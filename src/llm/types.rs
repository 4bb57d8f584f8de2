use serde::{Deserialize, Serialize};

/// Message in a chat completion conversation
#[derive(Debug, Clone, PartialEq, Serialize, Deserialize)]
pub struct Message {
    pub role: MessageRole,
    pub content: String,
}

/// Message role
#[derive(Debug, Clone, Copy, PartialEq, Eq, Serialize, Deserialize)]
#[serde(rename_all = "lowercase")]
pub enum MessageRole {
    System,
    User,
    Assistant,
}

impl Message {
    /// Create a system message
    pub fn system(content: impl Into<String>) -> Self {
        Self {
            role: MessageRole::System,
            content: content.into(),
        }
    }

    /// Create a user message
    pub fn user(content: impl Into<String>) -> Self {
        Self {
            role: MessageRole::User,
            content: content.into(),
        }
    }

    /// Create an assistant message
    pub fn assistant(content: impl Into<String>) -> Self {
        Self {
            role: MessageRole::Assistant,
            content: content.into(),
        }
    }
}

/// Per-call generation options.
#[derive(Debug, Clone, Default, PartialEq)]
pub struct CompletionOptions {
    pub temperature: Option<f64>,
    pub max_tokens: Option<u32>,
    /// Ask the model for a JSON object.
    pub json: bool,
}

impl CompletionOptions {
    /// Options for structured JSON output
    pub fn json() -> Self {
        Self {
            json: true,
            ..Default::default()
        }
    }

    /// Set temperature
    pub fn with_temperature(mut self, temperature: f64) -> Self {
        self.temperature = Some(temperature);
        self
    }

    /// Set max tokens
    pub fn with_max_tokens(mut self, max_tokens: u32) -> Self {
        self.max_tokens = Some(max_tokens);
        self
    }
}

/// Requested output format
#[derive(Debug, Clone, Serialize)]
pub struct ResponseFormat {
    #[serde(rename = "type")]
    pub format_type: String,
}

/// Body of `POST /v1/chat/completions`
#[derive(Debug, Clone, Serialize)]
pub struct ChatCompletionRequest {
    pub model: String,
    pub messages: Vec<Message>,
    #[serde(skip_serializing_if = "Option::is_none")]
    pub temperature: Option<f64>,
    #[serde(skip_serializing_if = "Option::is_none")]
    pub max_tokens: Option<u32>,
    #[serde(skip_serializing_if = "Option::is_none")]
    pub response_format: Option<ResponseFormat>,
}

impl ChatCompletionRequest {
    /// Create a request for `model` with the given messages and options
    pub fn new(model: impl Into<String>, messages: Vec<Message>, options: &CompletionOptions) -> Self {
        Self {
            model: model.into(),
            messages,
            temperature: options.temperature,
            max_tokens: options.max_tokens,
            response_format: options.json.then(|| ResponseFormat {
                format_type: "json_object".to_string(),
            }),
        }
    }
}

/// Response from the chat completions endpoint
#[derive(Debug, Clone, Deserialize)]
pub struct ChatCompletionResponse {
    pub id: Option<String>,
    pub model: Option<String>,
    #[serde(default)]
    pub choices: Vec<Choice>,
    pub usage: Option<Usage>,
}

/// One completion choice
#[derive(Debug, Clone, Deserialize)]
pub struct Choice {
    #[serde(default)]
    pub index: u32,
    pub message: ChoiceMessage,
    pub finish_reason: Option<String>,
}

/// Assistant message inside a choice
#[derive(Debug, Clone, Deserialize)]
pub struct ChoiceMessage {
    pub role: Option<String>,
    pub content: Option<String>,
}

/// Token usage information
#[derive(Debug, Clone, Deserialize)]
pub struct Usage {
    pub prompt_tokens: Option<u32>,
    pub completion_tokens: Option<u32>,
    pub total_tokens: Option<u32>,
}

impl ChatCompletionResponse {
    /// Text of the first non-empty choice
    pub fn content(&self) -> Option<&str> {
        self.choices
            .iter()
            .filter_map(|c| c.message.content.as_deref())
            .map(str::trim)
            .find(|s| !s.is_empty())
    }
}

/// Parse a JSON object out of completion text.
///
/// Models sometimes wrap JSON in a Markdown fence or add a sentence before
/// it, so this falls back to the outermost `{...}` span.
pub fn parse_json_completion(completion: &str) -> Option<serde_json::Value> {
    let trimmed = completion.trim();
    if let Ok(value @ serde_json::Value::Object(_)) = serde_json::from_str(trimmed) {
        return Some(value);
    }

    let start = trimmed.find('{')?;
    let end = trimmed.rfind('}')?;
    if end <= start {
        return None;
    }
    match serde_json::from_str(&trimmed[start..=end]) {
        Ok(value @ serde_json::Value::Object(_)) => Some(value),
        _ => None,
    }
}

===============

* _Assignment_
Print the records above once again, exactly as written.

* _Answer to the problem_
filename src/llm/types.rs
repository 4bb57d8f584f8de2
use serde::{Deserialize, Serialize};

/// Message in a chat completion conversation
#[derive(Debug, Clone, PartialEq, Serialize, Deserialize)]
pub struct Message {
    pub role: MessageRole,
    pub content: String,
}

/// Message role
#[derive(Debug, Clone, Copy, PartialEq, Eq, Serialize, Deserialize)]
#[serde(rename_all = "lowercase")]
pub enum MessageRole {
    System,
    User,
    Assistant,
}

impl Message {
    /// Create a system message
    pub fn system(content: impl Into<String>) -> Self {
        Self {
            role: MessageRole::System,
            content: content.into(),
        }
    }

    /// Create a user message
    pub fn user(content: impl Into<String>) -> Self {
        Self {
            role: MessageRole::User,
            content: content.into(),
        }
    }

    /// Create an assistant message
    pub fn assistant(content: impl Into<String>) -> Self {
        Self {
            role: MessageRole::Assistant,
            content: content.into(),
        }
    }
}

/// Per-call generation options.
#[derive(Debug, Clone, Default, PartialEq)]
pub struct CompletionOptions {
    pub temperature: Option<f64>,
    pub max_tokens: Option<u32>,
    /// Ask the model for a JSON object.
    pub json: bool,
}

impl CompletionOptions {
    /// Options for structured JSON output
    pub fn json() -> Self {
        Self {
            json: true,
            ..Default::default()
        }
    }

    /// Set temperature
    pub fn with_temperature(mut self, temperature: f64) -> Self {
        self.temperature = Some(temperature);
        self
    }

    /// Set max tokens
    pub fn with_max_tokens(mut self, max_tokens: u32) -> Self {
        self.max_tokens = Some(max_tokens);
        self
    }
}

/// Requested output format
#[derive(Debug, Clone, Serialize)]
pub struct ResponseFormat {
    #[serde(rename = "type")]
    pub format_type: String,
}

/// Body of `POST /v1/chat/completions`
#[derive(Debug, Clone, Serialize)]
pub struct ChatCompletionRequest {
    pub model: String,
    pub messages: Vec<Message>,
    #[serde(skip_serializing_if = "Option::is_none")]
    pub temperature: Option<f64>,
    #[serde(skip_serializing_if = "Option::is_none")]
    pub max_tokens: Option<u32>,
    #[serde(skip_serializing_if = "Option::is_none")]
    pub response_format: Option<ResponseFormat>,
}

impl ChatCompletionRequest {
    /// Create a request for `model` with the given messages and options
    pub fn new(model: impl Into<String>, messages: Vec<Message>, options: &CompletionOptions) -> Self {
        Self {
            model: model.into(),
            messages,
            temperature: options.temperature,
            max_tokens: options.max_tokens,
            response_format: options.json.then(|| ResponseFormat {
                format_type: "json_object".to_string(),
            }),
        }
    }
}

/// Response from the chat completions endpoint
#[derive(Debug, Clone, Deserialize)]
pub struct ChatCompletionResponse {
    pub id: Option<String>,
    pub model: Option<String>,
    #[serde(default)]
    pub choices: Vec<Choice>,
    pub usage: Option<Usage>,
}

/// One completion choice
#[derive(Debug, Clone, Deserialize)]
pub struct Choice {
    #[serde(default)]
    pub index: u32,
    pub message: ChoiceMessage,
    pub finish_reason: Option<String>,
}

/// Assistant message inside a choice
#[derive(Debug, Clone, Deserialize)]
pub struct ChoiceMessage {
    pub role: Option<String>,
    pub content: Option<String>,
}

/// Token usage information
#[derive(Debug, Clone, Deserialize)]
pub struct Usage {
    pub prompt_tokens: Option<u32>,
    pub completion_tokens: Option<u32>,
    pub total_tokens: Option<u32>,
}

impl ChatCompletionResponse {
    /// Text of the first non-empty choice
    pub fn content(&self) -> Option<&str> {
        self.choices
            .iter()
            .filter_map(|c| c.message.content.as_deref())
            .map(str::trim)
            .find(|s| !s.is_empty())
    }
}

/// Parse a JSON object out of completion text.
///
/// Models sometimes wrap JSON in a Markdown fence or add a sentence before
/// it, so this falls back to the outermost `{...}` span.
pub fn parse_json_completion(completion: &str) -> Option<serde_json::Value> {
    let trimmed = completion.trim();
    if let Ok(value @ serde_json::Value::Object(_)) = serde_json::from_str(trimmed) {
        return Some(value);
    }

    let start = trimmed.find('{')?;
    let end = trimmed.rfind('}')?;
    if end <= start {
        return None;
    }
    match serde_json::from_str(&trimmed[start..=end]) {
        Ok(value @ serde_json::Value::Object(_)) => Some(value),
        _ => None,
    }
}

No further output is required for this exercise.